+++ RAW DATA
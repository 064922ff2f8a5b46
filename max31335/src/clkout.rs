//! Clock-output divider control.

use crate::{Error, bus::RegisterBus, regs, rtc::Max31335};

/// Square-wave output rates supported by the divider, in hertz.
pub const CLKOUT_RATES_HZ: [u32; 4] = [1, 64, 1024, 32768];

// The rate-select field is masked to the bits covering the table, so any
// stored index maps into the table. That only holds for a power-of-two
// table length; resizing the table must revisit RATE_MASK.
const RATE_MASK: u8 = (CLKOUT_RATES_HZ.len().next_power_of_two() - 1) as u8;
const _: () = assert!(CLKOUT_RATES_HZ.len().is_power_of_two());
const _: () = assert!(!CLKOUT_RATES_HZ.is_empty());

/// Index of the table entry closest to `rate_hz`.
fn closest_rate_index(rate_hz: u32) -> usize {
    let mut index: usize = CLKOUT_RATES_HZ.len() - 1;
    for i in 0..CLKOUT_RATES_HZ.len() - 1 {
        let midpoint: u32 = (CLKOUT_RATES_HZ[i] + CLKOUT_RATES_HZ[i + 1] + 1) / 2;
        if rate_hz <= midpoint {
            index = i;
            break;
        }
    }
    index
}

/// The supported output rate closest to `rate_hz`.
///
/// Pure table lookup; no hardware access.
///
/// # Example
///
/// ```
/// use max31335::round_clkout_rate;
///
/// assert_eq!(round_clkout_rate(500), 64);
/// assert_eq!(round_clkout_rate(100_000), 32_768);
/// ```
#[must_use]
pub fn round_clkout_rate(rate_hz: u32) -> u32 {
    CLKOUT_RATES_HZ[closest_rate_index(rate_hz)]
}

impl<B: RegisterBus> Max31335<B> {
    /// Enable the square-wave output.
    ///
    /// # Errors
    ///
    /// * [`Error::Bus`] if the register access fails.
    pub fn clkout_enable(&mut self) -> Result<(), Error<B::Error>> {
        self.bus
            .set_bits(regs::RTC_CONFIG2, regs::ENCLKO)
            .map_err(Error::Bus)
    }

    /// Disable the square-wave output.
    ///
    /// # Errors
    ///
    /// * [`Error::Bus`] if the register access fails.
    pub fn clkout_disable(&mut self) -> Result<(), Error<B::Error>> {
        self.bus
            .clear_bits(regs::RTC_CONFIG2, regs::ENCLKO)
            .map_err(Error::Bus)
    }

    /// Returns `true` if the square-wave output is enabled.
    ///
    /// # Errors
    ///
    /// * [`Error::Bus`] if the register read fails.
    pub fn clkout_enabled(&mut self) -> Result<bool, Error<B::Error>> {
        let reg: u8 = self.bus.read_reg(regs::RTC_CONFIG2).map_err(Error::Bus)?;
        Ok(reg & regs::ENCLKO != 0)
    }

    /// Read the configured output rate in hertz.
    ///
    /// The stored rate-select index is masked into the rate table, so a
    /// value the driver never wrote still reads back as a defined rate.
    ///
    /// # Errors
    ///
    /// * [`Error::Bus`] if the register read fails.
    pub fn clkout_rate(&mut self) -> Result<u32, Error<B::Error>> {
        let reg: u8 = self.bus.read_reg(regs::RTC_CONFIG2).map_err(Error::Bus)?;
        Ok(CLKOUT_RATES_HZ[usize::from(reg & RATE_MASK)])
    }

    /// Set the output rate to the supported rate closest to `rate_hz`.
    ///
    /// Returns the achieved rate, which is [`round_clkout_rate`] of the
    /// request. Only the rate-select field is modified.
    ///
    /// # Errors
    ///
    /// * [`Error::Bus`] if the register access fails.
    pub fn set_clkout_rate(&mut self, rate_hz: u32) -> Result<u32, Error<B::Error>> {
        let index: usize = closest_rate_index(rate_hz);
        self.bus
            .update_bits(regs::RTC_CONFIG2, RATE_MASK, index as u8)
            .map_err(Error::Bus)?;
        Ok(CLKOUT_RATES_HZ[index])
    }
}
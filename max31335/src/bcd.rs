//! Packed binary-coded-decimal conversions.

/// Convert a packed BCD register value to binary.
///
/// Non-value bits are stripped with `mask` before conversion.
///
/// # Example
///
/// ```
/// use max31335::bcd;
///
/// // seconds register: bit 7 is not part of the value
/// assert_eq!(bcd::decode(0xD9, 0x7F), 59);
/// assert_eq!(bcd::decode(0x42, 0xFF), 42);
/// ```
#[must_use]
pub const fn decode(byte: u8, mask: u8) -> u8 {
    let byte: u8 = byte & mask;
    (byte >> 4) * 10 + (byte & 0xF)
}

/// Convert a binary value in `0..=99` to packed BCD.
///
/// Values greater than 99 do not fit in two BCD digits; callers validate
/// before encoding.
///
/// # Example
///
/// ```
/// use max31335::bcd;
///
/// assert_eq!(bcd::encode(59), 0x59);
/// assert_eq!(bcd::encode(0), 0x00);
/// ```
#[must_use]
pub const fn encode(bin: u8) -> u8 {
    debug_assert!(bin <= 99);
    ((bin / 10) << 4) | (bin % 10)
}
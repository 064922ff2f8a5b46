//! Driver tests against a simulated register space.

use max31335::{
    Alarm, DateTime, Error, Max31335, RtcOps, TrickleResistor,
    bus::RegisterBus,
    chrono::NaiveDate,
    regs, round_clkout_rate,
};

/// A bus transaction failed.
#[derive(Debug, PartialEq, Eq, Clone, Copy)]
struct BusFault;

/// In-memory register space with fault injection and a transaction counter.
struct SimBus {
    regs: [u8; 0x60],
    fail: bool,
    transactions: usize,
}

impl SimBus {
    fn new() -> Self {
        SimBus {
            regs: [0; 0x60],
            fail: false,
            transactions: 0,
        }
    }

    fn begin(&mut self) -> Result<(), BusFault> {
        self.transactions += 1;
        if self.fail { Err(BusFault) } else { Ok(()) }
    }
}

impl RegisterBus for SimBus {
    type Error = BusFault;

    fn read_reg(&mut self, reg: u8) -> Result<u8, BusFault> {
        self.begin()?;
        Ok(self.regs[usize::from(reg)])
    }

    fn read_block(&mut self, reg: u8, buf: &mut [u8]) -> Result<(), BusFault> {
        self.begin()?;
        let reg: usize = reg.into();
        buf.copy_from_slice(&self.regs[reg..reg + buf.len()]);
        Ok(())
    }

    fn write_reg(&mut self, reg: u8, value: u8) -> Result<(), BusFault> {
        self.begin()?;
        self.regs[usize::from(reg)] = value;
        Ok(())
    }

    fn write_block(&mut self, reg: u8, data: &[u8]) -> Result<(), BusFault> {
        self.begin()?;
        let reg: usize = reg.into();
        self.regs[reg..reg + data.len()].copy_from_slice(data);
        Ok(())
    }
}

fn dt(year: i32, month: u32, day: u32, hour: u32, minute: u32, second: u32) -> DateTime {
    NaiveDate::from_ymd_opt(year, month, day)
        .unwrap()
        .and_hms_opt(hour, minute, second)
        .unwrap()
        .into()
}

#[test]
fn time_round_trip() {
    let samples: [DateTime; 6] = [
        dt(2000, 1, 1, 0, 0, 0),
        dt(2024, 2, 29, 13, 37, 42),
        dt(2099, 12, 31, 23, 59, 59),
        dt(2100, 1, 1, 0, 0, 0),
        dt(2105, 7, 20, 6, 30, 15),
        dt(2199, 12, 31, 23, 59, 59),
    ];

    let mut rtc = Max31335::new(SimBus::new());
    for sample in samples {
        rtc.set_time(&sample).unwrap();
        assert_eq!(rtc.read_time().unwrap(), sample, "{sample:?}");
    }
}

#[test]
fn set_time_register_encoding() {
    let mut rtc = Max31335::new(SimBus::new());
    rtc.set_time(&dt(2105, 7, 20, 6, 30, 15)).unwrap();

    let bus: SimBus = rtc.free();
    assert_eq!(bus.regs[usize::from(regs::SECONDS)], 0x15);
    assert_eq!(bus.regs[usize::from(regs::MINUTES)], 0x30);
    // always written in 24-hour format
    assert_eq!(bus.regs[usize::from(regs::HOURS)], 0x06);
    assert_eq!(bus.regs[usize::from(regs::DATE)], 0x20);
    // century flag set, month in the low bits
    assert_eq!(bus.regs[usize::from(regs::MONTH)], regs::MONTH_CENTURY | 0x07);
    assert_eq!(bus.regs[usize::from(regs::YEAR)], 0x05);
}

#[test]
fn twelve_hour_mode_decode() {
    let mut bus = SimBus::new();
    // 12-hour mode, PM, BCD 12: noon
    bus.regs[usize::from(regs::HOURS)] = regs::HRS_F_12_24 | regs::HRS_F_AM_PM | 0x12;
    let mut rtc = Max31335::new(bus);
    assert_eq!(rtc.read_time().unwrap().hour, 12);

    let mut bus: SimBus = rtc.free();
    // 12-hour mode, AM, BCD 12: midnight
    bus.regs[usize::from(regs::HOURS)] = regs::HRS_F_12_24 | 0x12;
    let mut rtc = Max31335::new(bus);
    assert_eq!(rtc.read_time().unwrap().hour, 0);
}

#[test]
fn century_flag_decode() {
    let mut bus = SimBus::new();
    bus.regs[usize::from(regs::MONTH)] = 0x01;
    bus.regs[usize::from(regs::YEAR)] = 0x00;
    let mut rtc = Max31335::new(bus);
    assert_eq!(rtc.read_time().unwrap().year, 2000);

    let mut bus: SimBus = rtc.free();
    bus.regs[usize::from(regs::MONTH)] = regs::MONTH_CENTURY | 0x01;
    let mut rtc = Max31335::new(bus);
    assert_eq!(rtc.read_time().unwrap().year, 2100);
}

#[test]
fn invalid_time_rejected_without_bus_traffic() {
    let mut rtc = Max31335::new(SimBus::new());

    let bad = DateTime { second: 61, ..dt(2024, 1, 2, 3, 4, 5) };
    assert_eq!(rtc.set_time(&bad), Err(Error::InvalidArgument));

    let late = DateTime { year: 2200, ..dt(2199, 1, 2, 3, 4, 5) };
    assert_eq!(rtc.set_time(&late), Err(Error::InvalidArgument));

    assert_eq!(rtc.free().transactions, 0);
}

#[test]
fn bus_fault_propagates_and_leaves_registers_untouched() {
    let mut rtc = Max31335::new(SimBus::new());
    rtc.set_time(&dt(2024, 1, 2, 3, 4, 5)).unwrap();

    let mut bus: SimBus = rtc.free();
    bus.fail = true;
    let before: [u8; 0x60] = bus.regs;

    let mut rtc = Max31335::new(bus);
    assert_eq!(rtc.read_time(), Err(Error::Bus(BusFault)));
    assert_eq!(rtc.set_time(&dt(2030, 6, 7, 8, 9, 10)), Err(Error::Bus(BusFault)));

    assert_eq!(rtc.free().regs, before);
}

#[test]
fn alarm_round_trip() {
    let mut rtc = Max31335::new(SimBus::new());
    rtc.set_time(&dt(2024, 1, 2, 3, 4, 5)).unwrap();

    let alarm = Alarm {
        year: 2025,
        month: 12,
        day: 31,
        hour: 23,
        minute: 59,
        second: 30,
        enabled: true,
        pending: false,
    };
    rtc.set_alarm(&alarm).unwrap();
    assert_eq!(rtc.read_alarm().unwrap(), alarm);
}

#[test]
fn alarm_century_follows_live_clock() {
    let mut rtc = Max31335::new(SimBus::new());
    rtc.set_time(&dt(2104, 1, 1, 0, 0, 0)).unwrap();

    let alarm = Alarm {
        year: 2105,
        month: 7,
        day: 20,
        hour: 6,
        minute: 30,
        second: 15,
        enabled: false,
        pending: false,
    };
    rtc.set_alarm(&alarm).unwrap();

    // only two digits land in the alarm year register
    assert_eq!(
        rtc.read_alarm().unwrap().year,
        2105,
        "century must come from the live clock"
    );
}

#[test]
fn set_alarm_arms_and_clears_stale_pending() {
    let mut bus = SimBus::new();
    // stale match and unrelated control/status bits
    bus.regs[usize::from(regs::STATUS1)] = regs::STATUS1_A1F | 0x40;
    bus.regs[usize::from(regs::INT_EN1)] = 0x10;

    let mut rtc = Max31335::new(bus);
    let alarm = Alarm {
        year: 2031,
        month: 1,
        day: 1,
        hour: 0,
        minute: 0,
        second: 0,
        enabled: true,
        pending: false,
    };
    rtc.set_alarm(&alarm).unwrap();

    let read = rtc.read_alarm().unwrap();
    assert!(read.enabled);
    assert!(!read.pending);

    let bus: SimBus = rtc.free();
    // other bits in both registers survive
    assert_eq!(bus.regs[usize::from(regs::STATUS1)], 0x40);
    assert_eq!(bus.regs[usize::from(regs::INT_EN1)], 0x10 | regs::INT_EN1_A1IE);
}

#[test]
fn invalid_alarm_rejected_without_bus_traffic() {
    let mut rtc = Max31335::new(SimBus::new());
    let alarm = Alarm {
        year: 2031,
        month: 13,
        day: 1,
        hour: 0,
        minute: 0,
        second: 0,
        enabled: false,
        pending: false,
    };
    assert_eq!(rtc.set_alarm(&alarm), Err(Error::InvalidArgument));
    assert_eq!(rtc.free().transactions, 0);
}

#[test]
fn alarm_enable_touches_only_its_bit() {
    let mut bus = SimBus::new();
    bus.regs[usize::from(regs::INT_EN1)] = 0xA0;

    let mut rtc = Max31335::new(bus);
    rtc.set_alarm_enabled(true).unwrap();
    assert!(rtc.read_alarm().unwrap().enabled);

    rtc.set_alarm_enabled(false).unwrap();
    assert!(!rtc.read_alarm().unwrap().enabled);

    assert_eq!(rtc.free().regs[usize::from(regs::INT_EN1)], 0xA0);
}

#[test]
fn interrupt_clears_pending_and_reports_alarm() {
    let mut bus = SimBus::new();
    bus.regs[usize::from(regs::STATUS1)] = regs::STATUS1_A1F | 0x40;

    let mut rtc = Max31335::new(bus);
    assert!(rtc.handle_interrupt());

    let bus: SimBus = rtc.free();
    assert_eq!(bus.regs[usize::from(regs::STATUS1)], 0x40);
}

#[test]
fn interrupt_idempotent_when_idle() {
    let mut rtc = Max31335::new(SimBus::new());
    assert!(!rtc.handle_interrupt());
    // status read only, no clearing write
    assert_eq!(rtc.free().transactions, 1);
}

#[test]
fn interrupt_swallows_bus_fault() {
    let mut bus = SimBus::new();
    bus.regs[usize::from(regs::STATUS1)] = regs::STATUS1_A1F;
    bus.fail = true;

    let mut rtc = Max31335::new(bus);
    assert!(!rtc.handle_interrupt());

    // the pending flag is still set; the next service pass picks it up
    let mut bus: SimBus = rtc.free();
    bus.fail = false;
    let mut rtc = Max31335::new(bus);
    assert!(rtc.handle_interrupt());
}

#[test]
fn clkout_enable_disable() {
    let mut bus = SimBus::new();
    // divider index already configured
    bus.regs[usize::from(regs::RTC_CONFIG2)] = 0x02;

    let mut rtc = Max31335::new(bus);
    assert!(!rtc.clkout_enabled().unwrap());

    rtc.clkout_enable().unwrap();
    assert!(rtc.clkout_enabled().unwrap());
    // rate select field untouched
    assert_eq!(rtc.clkout_rate().unwrap(), 1024);

    rtc.clkout_disable().unwrap();
    assert!(!rtc.clkout_enabled().unwrap());
}

#[test]
fn clkout_set_rate_returns_achieved_rate() {
    let mut rtc = Max31335::new(SimBus::new());
    rtc.clkout_enable().unwrap();

    assert_eq!(rtc.set_clkout_rate(500).unwrap(), 64);
    assert_eq!(rtc.clkout_rate().unwrap(), 64);

    assert_eq!(rtc.set_clkout_rate(100_000).unwrap(), 32_768);
    assert_eq!(rtc.clkout_rate().unwrap(), 32_768);

    // enable bit survives the rate updates
    assert!(rtc.clkout_enabled().unwrap());
}

#[test]
fn clkout_out_of_range_index_reads_as_defined_rate() {
    let mut bus = SimBus::new();
    bus.regs[usize::from(regs::RTC_CONFIG2)] = 0xFF;
    let mut rtc = Max31335::new(bus);
    // masked into the table instead of indexing out of bounds
    assert_eq!(rtc.clkout_rate().unwrap(), 32_768);
}

#[test]
fn round_rate_matches_hardware_selection() {
    let mut rtc = Max31335::new(SimBus::new());
    for request in [0, 1, 63, 500, 1024, 20_000, 100_000] {
        assert_eq!(
            rtc.set_clkout_rate(request).unwrap(),
            round_clkout_rate(request),
            "request {request} Hz"
        );
    }
}

#[test]
fn aging_offset_round_trip() {
    let mut rtc = Max31335::new(SimBus::new());
    for offset in [i8::MIN, -5, 0, 5, i8::MAX] {
        rtc.set_offset(offset).unwrap();
        assert_eq!(rtc.read_offset().unwrap(), offset);
    }
}

#[test]
fn trickle_charger_encoding() {
    let mut rtc = Max31335::new(SimBus::new());

    rtc.set_trickle_charger(TrickleResistor::Ohms3000, false).unwrap();
    let bus: SimBus = rtc.free();
    assert_eq!(bus.regs[usize::from(regs::TRICKLE)], 0x03);

    let mut rtc = Max31335::new(bus);
    rtc.set_trickle_charger(TrickleResistor::Ohms11000, true).unwrap();
    assert_eq!(rtc.free().regs[usize::from(regs::TRICKLE)], 0x0D);
}

#[test]
fn ops_table_dispatch() {
    fn sync_time<R: RtcOps>(rtc: &mut R, dt: &DateTime) -> Result<DateTime, R::Error> {
        rtc.set_time(dt)?;
        rtc.read_time()
    }

    let mut rtc = Max31335::new(SimBus::new());
    let sample: DateTime = dt(2042, 4, 2, 1, 2, 3);
    assert_eq!(sync_time(&mut rtc, &sample).unwrap(), sample);
}
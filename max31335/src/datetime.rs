//! Calendar value type.

use chrono::{Datelike, NaiveDate, NaiveDateTime, Timelike, Weekday};
use num_traits::FromPrimitive;

/// First year representable by the chip.
pub const YEAR_MIN: u16 = 2000;
/// Last year representable by the chip.
///
/// The year register holds two BCD digits; the century flag in the month
/// register extends the range by another 100 years.
pub const YEAR_MAX: u16 = 2199;

/// Years at or beyond this threshold set the century flag.
pub(crate) const CENTURY: u16 = 2100;

/// Calendar date and time, in the chip's native fields.
///
/// The fields are unconstrained; out-of-range values are rejected with
/// [`Error::InvalidArgument`](crate::Error::InvalidArgument) before any bus
/// traffic when passed to the driver. Use the [`chrono`] conversions to get
/// values that are valid by construction.
///
/// # Example
///
/// ```
/// use max31335::{DateTime, chrono::NaiveDate};
///
/// let dt: DateTime = NaiveDate::from_ymd_opt(2024, 1, 2)
///     .unwrap()
///     .and_hms_opt(3, 4, 5)
///     .unwrap()
///     .into();
/// assert_eq!(dt.year, 2024);
/// assert_eq!(dt.weekday, max31335::chrono::Weekday::Tue);
/// assert!(dt.is_valid());
/// ```
#[derive(Debug, PartialEq, Eq, Clone, Copy)]
pub struct DateTime {
    /// Absolute year, `2000..=2199`.
    pub year: u16,
    /// Month of the year, `1..=12`.
    pub month: u8,
    /// Day of the month, `1..=31`.
    pub day: u8,
    /// Day of the week.
    pub weekday: Weekday,
    /// Hour of the day, `0..=23`.
    pub hour: u8,
    /// Minute of the hour, `0..=59`.
    pub minute: u8,
    /// Second of the minute, `0..=59`.
    pub second: u8,
}

impl DateTime {
    /// Returns `true` if every field is within the chip's legal range.
    #[must_use]
    pub const fn is_valid(&self) -> bool {
        self.year >= YEAR_MIN
            && self.year <= YEAR_MAX
            && self.month >= 1
            && self.month <= 12
            && self.day >= 1
            && self.day <= 31
            && self.hour <= 23
            && self.minute <= 59
            && self.second <= 59
    }
}

/// Conversion to [`chrono::NaiveDateTime`] failed.
///
/// The [`DateTime`] did not name a real calendar date.
#[derive(Debug, PartialEq, Eq, Clone, Copy)]
#[cfg_attr(feature = "defmt", derive(defmt::Format))]
pub struct InvalidDateTime;

impl From<NaiveDateTime> for DateTime {
    fn from(dt: NaiveDateTime) -> Self {
        DateTime {
            // years outside u16 fail `is_valid` anyway
            year: u16::try_from(dt.year()).unwrap_or(0),
            month: dt.month() as u8,
            day: dt.day() as u8,
            weekday: dt.weekday(),
            hour: dt.hour() as u8,
            minute: dt.minute() as u8,
            second: dt.second() as u8,
        }
    }
}

impl TryFrom<DateTime> for NaiveDateTime {
    type Error = InvalidDateTime;

    fn try_from(dt: DateTime) -> Result<Self, InvalidDateTime> {
        NaiveDate::from_ymd_opt(dt.year.into(), dt.month.into(), dt.day.into())
            .and_then(|date| {
                date.and_hms_opt(dt.hour.into(), dt.minute.into(), dt.second.into())
            })
            .ok_or(InvalidDateTime)
    }
}

/// Weekday to the chip's 1-7 register convention, 1 = Sunday.
pub(crate) fn weekday_to_reg(wd: Weekday) -> u8 {
    wd.num_days_from_sunday() as u8 + 1
}

/// Weekday from the chip's 1-7 register convention.
pub(crate) fn weekday_from_reg(raw: u8) -> Weekday {
    let days_from_sunday: u8 = (raw & 0x07).saturating_sub(1);
    Weekday::from_u8((days_from_sunday + 6) % 7).unwrap_or(Weekday::Sun)
}
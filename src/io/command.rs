//! Text command channel
//!
//! One command per line:
//! - `reload` fetches the feed now
//! - `transfer;<amount>;<from>;<to>` moves part of a share between members
//! - `report` prints the text report
//!
//! Blank lines are not commands.

use crate::types::{LedgerError, Username};
use rust_decimal::Decimal;
use std::str::FromStr;

#[derive(Debug, Clone, PartialEq)]
pub enum ConsoleCommand {
    Reload,
    Transfer {
        amount: Decimal,
        sender: Username,
        receiver: Username,
    },
    Report,
}

/// Parse one input line, `None` for a blank line
pub fn parse_command(line: &str) -> Result<Option<ConsoleCommand>, LedgerError> {
    let line = line.trim();
    if line.is_empty() {
        return Ok(None);
    }
    line.parse().map(Some)
}

impl FromStr for ConsoleCommand {
    type Err = LedgerError;

    fn from_str(input: &str) -> Result<Self, Self::Err> {
        let mut parts = input.split(';').map(str::trim);

        match parts.next() {
            Some("reload") if parts.next().is_none() => Ok(ConsoleCommand::Reload),
            Some("report") if parts.next().is_none() => Ok(ConsoleCommand::Report),
            Some("transfer") => {
                let fields: Vec<&str> = parts.collect();
                let [amount, sender, receiver] = fields.as_slice() else {
                    return Err(LedgerError::invalid_command(
                        input,
                        "expected transfer;<amount>;<from>;<to>",
                    ));
                };

                let amount = Decimal::from_str(amount).map_err(|_| {
                    LedgerError::invalid_command(input, format!("'{amount}' is not an amount"))
                })?;
                if sender.is_empty() || receiver.is_empty() {
                    return Err(LedgerError::invalid_command(input, "empty member name"));
                }

                Ok(ConsoleCommand::Transfer {
                    amount,
                    sender: Username::new(*sender),
                    receiver: Username::new(*receiver),
                })
            }
            _ => Err(LedgerError::invalid_command(input, "unknown command")),
        }
    }
}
++++++
TASK TO CARRY OUT |
Please reproduce exactly the lines above, beginning with the first and ending with the line that contains "const _: () = assert!(!CLKOUT_RATES_HZ.is_empty());", and include nothing outside that range.

EXERCISE ANSWER |
repository 064922ff2f8a5b46
filename max31335/src/clkout.rs
//! Clock-output divider control.

use crate::{Error, bus::RegisterBus, regs, rtc::Max31335};

/// Square-wave output rates supported by the divider, in hertz.
pub const CLKOUT_RATES_HZ: [u32; 4] = [1, 64, 1024, 32768];

// The rate-select field is masked to the bits covering the table, so any
// stored index maps into the table. That only holds for a power-of-two
// table length; resizing the table must revisit RATE_MASK.
const RATE_MASK: u8 = (CLKOUT_RATES_HZ.len().next_power_of_two() - 1) as u8;
const _: () = assert!(CLKOUT_RATES_HZ.len().is_power_of_two());
const _: () = assert!(!CLKOUT_RATES_HZ.is_empty());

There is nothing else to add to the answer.